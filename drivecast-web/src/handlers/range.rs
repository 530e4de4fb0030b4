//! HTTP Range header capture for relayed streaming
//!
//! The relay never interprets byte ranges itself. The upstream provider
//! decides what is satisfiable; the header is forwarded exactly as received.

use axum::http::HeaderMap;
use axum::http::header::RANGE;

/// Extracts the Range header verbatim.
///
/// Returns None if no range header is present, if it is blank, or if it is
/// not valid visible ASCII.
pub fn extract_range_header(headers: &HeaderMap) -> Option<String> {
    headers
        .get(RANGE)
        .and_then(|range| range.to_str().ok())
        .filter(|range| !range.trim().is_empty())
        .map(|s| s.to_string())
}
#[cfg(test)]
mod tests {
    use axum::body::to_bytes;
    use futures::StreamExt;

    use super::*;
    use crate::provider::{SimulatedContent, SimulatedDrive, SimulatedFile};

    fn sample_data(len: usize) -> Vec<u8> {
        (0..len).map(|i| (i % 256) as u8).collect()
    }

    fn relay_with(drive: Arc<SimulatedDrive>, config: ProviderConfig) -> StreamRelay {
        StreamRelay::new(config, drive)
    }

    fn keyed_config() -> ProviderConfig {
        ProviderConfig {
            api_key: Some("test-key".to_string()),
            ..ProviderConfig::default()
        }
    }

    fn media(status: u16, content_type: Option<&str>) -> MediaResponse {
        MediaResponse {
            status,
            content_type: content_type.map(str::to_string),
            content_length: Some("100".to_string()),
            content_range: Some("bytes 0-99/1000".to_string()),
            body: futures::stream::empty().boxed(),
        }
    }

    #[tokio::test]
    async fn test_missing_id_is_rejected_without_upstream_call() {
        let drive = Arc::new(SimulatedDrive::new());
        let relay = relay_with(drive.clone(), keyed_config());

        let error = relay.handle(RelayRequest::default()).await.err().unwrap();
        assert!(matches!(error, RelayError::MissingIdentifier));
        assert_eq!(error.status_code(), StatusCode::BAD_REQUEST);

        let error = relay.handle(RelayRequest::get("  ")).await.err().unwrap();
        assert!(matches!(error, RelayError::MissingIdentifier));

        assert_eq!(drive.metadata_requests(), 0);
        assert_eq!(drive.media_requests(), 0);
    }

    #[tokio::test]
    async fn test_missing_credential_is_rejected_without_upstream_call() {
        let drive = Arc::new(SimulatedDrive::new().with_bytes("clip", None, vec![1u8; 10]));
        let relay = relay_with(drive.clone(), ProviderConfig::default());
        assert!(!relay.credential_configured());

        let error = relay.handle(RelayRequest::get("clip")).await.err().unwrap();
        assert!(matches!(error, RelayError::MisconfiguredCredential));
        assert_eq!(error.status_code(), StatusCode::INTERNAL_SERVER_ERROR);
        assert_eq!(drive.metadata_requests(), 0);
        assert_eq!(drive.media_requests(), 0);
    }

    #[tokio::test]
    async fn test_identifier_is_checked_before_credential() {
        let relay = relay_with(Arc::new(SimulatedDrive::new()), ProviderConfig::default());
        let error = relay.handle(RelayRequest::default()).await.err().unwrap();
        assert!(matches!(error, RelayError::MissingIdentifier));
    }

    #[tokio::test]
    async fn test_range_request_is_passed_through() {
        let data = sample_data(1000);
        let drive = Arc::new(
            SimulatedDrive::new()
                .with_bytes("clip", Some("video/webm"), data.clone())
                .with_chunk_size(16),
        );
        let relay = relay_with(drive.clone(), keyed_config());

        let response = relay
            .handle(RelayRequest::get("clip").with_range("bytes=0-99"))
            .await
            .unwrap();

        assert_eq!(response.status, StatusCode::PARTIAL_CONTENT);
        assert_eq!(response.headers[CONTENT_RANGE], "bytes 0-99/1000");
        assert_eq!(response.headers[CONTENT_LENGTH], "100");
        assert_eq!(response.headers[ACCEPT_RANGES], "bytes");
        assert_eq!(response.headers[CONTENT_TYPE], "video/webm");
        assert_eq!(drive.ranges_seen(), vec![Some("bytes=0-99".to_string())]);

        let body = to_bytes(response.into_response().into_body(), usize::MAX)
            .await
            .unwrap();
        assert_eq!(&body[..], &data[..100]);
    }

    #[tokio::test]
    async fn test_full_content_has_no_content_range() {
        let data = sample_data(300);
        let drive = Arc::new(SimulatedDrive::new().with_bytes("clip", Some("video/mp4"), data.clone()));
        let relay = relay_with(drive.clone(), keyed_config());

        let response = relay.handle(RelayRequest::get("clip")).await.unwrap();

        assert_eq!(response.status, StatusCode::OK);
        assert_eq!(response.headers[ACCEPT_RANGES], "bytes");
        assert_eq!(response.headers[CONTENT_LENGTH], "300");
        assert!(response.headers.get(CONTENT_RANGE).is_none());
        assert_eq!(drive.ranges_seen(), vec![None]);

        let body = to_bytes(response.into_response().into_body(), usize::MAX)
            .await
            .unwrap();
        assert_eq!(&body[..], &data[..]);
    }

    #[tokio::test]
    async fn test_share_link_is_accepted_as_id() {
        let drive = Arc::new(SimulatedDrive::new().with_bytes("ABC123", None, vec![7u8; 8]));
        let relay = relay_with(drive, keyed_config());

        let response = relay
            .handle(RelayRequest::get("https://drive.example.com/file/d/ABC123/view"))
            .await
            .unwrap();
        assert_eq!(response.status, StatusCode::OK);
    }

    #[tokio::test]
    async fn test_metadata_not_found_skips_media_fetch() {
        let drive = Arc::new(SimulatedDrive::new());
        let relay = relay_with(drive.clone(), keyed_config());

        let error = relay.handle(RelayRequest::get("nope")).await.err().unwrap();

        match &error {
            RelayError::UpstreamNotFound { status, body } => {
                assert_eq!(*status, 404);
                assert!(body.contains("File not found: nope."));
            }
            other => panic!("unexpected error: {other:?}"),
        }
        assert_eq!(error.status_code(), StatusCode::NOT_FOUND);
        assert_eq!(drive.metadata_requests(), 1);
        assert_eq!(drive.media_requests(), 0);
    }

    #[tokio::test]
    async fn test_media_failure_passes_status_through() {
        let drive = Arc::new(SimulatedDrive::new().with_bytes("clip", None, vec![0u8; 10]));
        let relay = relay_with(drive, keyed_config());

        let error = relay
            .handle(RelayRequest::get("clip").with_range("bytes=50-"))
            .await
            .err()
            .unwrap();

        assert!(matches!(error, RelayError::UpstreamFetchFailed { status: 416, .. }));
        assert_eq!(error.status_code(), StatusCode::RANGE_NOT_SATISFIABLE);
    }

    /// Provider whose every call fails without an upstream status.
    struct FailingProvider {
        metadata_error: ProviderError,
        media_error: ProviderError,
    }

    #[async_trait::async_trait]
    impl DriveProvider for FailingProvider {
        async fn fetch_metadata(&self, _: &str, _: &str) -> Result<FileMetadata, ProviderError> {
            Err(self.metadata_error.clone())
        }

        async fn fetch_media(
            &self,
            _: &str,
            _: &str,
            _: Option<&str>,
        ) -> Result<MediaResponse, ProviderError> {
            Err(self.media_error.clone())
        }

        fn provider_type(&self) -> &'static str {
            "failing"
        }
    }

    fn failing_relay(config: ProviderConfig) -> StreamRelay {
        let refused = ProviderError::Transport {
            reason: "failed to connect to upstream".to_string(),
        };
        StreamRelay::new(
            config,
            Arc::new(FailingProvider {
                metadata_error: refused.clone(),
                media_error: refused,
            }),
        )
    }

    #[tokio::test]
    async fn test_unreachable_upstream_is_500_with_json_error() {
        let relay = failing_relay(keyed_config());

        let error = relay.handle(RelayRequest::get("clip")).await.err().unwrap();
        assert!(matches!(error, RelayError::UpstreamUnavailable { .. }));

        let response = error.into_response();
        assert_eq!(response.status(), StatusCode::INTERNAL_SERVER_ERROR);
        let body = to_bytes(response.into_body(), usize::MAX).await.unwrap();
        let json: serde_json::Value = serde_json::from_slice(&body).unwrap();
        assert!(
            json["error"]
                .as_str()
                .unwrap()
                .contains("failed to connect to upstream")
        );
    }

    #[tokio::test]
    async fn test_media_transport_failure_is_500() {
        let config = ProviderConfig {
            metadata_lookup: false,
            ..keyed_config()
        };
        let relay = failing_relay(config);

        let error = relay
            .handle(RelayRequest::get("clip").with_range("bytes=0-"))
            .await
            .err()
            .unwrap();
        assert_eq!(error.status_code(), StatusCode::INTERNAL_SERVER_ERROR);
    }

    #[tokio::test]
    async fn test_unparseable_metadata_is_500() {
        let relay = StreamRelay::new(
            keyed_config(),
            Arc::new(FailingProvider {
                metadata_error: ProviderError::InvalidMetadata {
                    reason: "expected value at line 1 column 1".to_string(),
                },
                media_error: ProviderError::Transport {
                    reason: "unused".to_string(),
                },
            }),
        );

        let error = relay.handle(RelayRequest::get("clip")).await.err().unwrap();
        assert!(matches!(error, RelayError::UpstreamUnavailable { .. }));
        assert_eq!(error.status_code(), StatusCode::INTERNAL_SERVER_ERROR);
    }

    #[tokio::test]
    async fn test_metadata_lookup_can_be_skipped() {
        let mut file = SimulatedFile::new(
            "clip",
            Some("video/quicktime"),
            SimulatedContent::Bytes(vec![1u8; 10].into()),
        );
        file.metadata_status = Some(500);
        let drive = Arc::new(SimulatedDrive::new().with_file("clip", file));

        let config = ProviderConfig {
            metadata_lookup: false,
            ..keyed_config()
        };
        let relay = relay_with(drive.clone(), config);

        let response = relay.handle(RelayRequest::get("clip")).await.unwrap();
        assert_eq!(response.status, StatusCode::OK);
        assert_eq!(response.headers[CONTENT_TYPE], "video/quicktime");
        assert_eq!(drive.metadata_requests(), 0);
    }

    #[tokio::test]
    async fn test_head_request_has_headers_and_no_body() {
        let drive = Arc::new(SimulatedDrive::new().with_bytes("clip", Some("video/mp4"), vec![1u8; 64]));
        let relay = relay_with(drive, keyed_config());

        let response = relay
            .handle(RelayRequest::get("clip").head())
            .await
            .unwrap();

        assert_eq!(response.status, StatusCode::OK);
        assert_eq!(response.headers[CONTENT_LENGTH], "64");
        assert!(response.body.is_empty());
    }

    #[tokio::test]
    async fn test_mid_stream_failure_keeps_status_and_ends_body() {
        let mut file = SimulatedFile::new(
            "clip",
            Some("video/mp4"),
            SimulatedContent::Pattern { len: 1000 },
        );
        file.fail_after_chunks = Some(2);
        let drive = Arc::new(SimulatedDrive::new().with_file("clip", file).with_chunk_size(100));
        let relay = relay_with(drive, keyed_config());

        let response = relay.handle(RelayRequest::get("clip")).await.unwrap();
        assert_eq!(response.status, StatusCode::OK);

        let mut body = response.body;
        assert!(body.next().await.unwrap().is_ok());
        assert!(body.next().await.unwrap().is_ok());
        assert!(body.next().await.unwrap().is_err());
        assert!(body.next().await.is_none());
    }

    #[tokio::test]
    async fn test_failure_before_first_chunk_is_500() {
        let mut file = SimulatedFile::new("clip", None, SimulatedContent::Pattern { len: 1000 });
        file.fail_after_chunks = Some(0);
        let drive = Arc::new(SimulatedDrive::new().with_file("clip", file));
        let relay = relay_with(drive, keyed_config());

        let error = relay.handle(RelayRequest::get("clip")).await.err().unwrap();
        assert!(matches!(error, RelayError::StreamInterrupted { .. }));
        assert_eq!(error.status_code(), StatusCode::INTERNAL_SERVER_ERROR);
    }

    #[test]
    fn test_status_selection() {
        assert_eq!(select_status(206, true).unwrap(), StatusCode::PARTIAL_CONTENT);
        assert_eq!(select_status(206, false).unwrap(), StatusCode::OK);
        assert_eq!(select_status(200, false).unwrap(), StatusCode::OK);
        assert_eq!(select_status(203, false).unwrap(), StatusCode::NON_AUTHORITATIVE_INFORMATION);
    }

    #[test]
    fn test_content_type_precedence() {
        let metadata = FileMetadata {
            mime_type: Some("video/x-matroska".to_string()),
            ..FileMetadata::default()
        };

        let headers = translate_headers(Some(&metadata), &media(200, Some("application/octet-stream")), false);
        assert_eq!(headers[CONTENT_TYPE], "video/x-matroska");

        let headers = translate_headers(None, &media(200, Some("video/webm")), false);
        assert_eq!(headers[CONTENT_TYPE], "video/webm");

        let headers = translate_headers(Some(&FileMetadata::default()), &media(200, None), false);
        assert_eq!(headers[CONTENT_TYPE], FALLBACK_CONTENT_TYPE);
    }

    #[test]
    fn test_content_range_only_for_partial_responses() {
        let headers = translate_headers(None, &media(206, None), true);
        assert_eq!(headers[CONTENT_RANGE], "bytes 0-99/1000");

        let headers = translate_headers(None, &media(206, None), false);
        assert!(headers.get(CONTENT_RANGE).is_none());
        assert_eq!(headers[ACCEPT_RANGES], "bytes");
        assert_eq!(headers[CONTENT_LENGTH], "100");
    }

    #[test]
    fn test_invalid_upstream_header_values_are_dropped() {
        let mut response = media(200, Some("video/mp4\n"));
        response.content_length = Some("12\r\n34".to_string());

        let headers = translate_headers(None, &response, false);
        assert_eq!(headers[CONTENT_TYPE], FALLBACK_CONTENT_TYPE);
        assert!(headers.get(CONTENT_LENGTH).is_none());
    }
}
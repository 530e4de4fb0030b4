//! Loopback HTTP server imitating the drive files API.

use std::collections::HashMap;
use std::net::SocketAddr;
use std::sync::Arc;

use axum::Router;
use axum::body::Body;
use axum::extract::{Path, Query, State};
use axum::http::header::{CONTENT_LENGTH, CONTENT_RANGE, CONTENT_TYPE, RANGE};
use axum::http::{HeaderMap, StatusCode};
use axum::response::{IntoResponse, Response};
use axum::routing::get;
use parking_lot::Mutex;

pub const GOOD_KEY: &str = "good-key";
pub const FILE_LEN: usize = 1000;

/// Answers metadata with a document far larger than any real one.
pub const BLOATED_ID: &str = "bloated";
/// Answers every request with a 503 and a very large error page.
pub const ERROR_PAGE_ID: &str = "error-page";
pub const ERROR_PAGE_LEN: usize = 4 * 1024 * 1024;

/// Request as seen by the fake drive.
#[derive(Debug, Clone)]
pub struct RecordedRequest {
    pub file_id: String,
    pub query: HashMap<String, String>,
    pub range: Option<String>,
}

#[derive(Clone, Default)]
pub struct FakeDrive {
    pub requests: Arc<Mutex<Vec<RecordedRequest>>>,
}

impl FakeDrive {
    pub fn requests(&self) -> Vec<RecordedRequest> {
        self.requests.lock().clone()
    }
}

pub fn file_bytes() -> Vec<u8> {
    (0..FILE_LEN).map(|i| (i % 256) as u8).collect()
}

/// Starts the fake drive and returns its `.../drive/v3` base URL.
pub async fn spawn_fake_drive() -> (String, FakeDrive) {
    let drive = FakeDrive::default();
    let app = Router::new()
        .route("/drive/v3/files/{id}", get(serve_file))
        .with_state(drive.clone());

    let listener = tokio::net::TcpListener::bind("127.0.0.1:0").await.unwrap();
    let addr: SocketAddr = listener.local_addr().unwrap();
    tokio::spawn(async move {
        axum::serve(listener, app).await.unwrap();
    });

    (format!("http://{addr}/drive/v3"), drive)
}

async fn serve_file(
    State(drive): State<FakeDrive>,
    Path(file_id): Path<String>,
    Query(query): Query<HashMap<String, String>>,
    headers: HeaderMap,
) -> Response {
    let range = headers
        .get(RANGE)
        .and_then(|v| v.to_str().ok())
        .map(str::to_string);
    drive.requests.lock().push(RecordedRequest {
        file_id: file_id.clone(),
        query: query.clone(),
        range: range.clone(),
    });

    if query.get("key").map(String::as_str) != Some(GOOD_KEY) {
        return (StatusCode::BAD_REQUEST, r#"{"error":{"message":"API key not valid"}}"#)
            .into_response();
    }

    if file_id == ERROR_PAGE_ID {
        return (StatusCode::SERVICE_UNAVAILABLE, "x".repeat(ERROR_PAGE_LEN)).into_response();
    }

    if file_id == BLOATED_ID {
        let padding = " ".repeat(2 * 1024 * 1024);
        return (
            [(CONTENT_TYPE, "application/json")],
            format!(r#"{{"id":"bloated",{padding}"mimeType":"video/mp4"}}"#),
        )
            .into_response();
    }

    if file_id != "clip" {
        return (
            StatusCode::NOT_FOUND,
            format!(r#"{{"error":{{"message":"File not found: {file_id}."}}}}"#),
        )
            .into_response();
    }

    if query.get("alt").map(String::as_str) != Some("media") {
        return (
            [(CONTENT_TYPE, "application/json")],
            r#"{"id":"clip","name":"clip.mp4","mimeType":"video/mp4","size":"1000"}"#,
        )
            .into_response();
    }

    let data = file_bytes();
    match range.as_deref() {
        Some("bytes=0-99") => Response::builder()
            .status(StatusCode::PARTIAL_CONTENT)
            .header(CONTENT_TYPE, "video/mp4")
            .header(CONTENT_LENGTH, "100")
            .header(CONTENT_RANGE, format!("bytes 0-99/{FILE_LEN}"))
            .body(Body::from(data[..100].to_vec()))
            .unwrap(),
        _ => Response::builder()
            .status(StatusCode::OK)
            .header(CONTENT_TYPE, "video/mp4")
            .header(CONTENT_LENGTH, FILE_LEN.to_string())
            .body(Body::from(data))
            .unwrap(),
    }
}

__________________________________________________

# [PROMPT]
Once the lines of the entries containing the word "Path" have been counted, report the number alone.

# [FINAL ANSWER]
2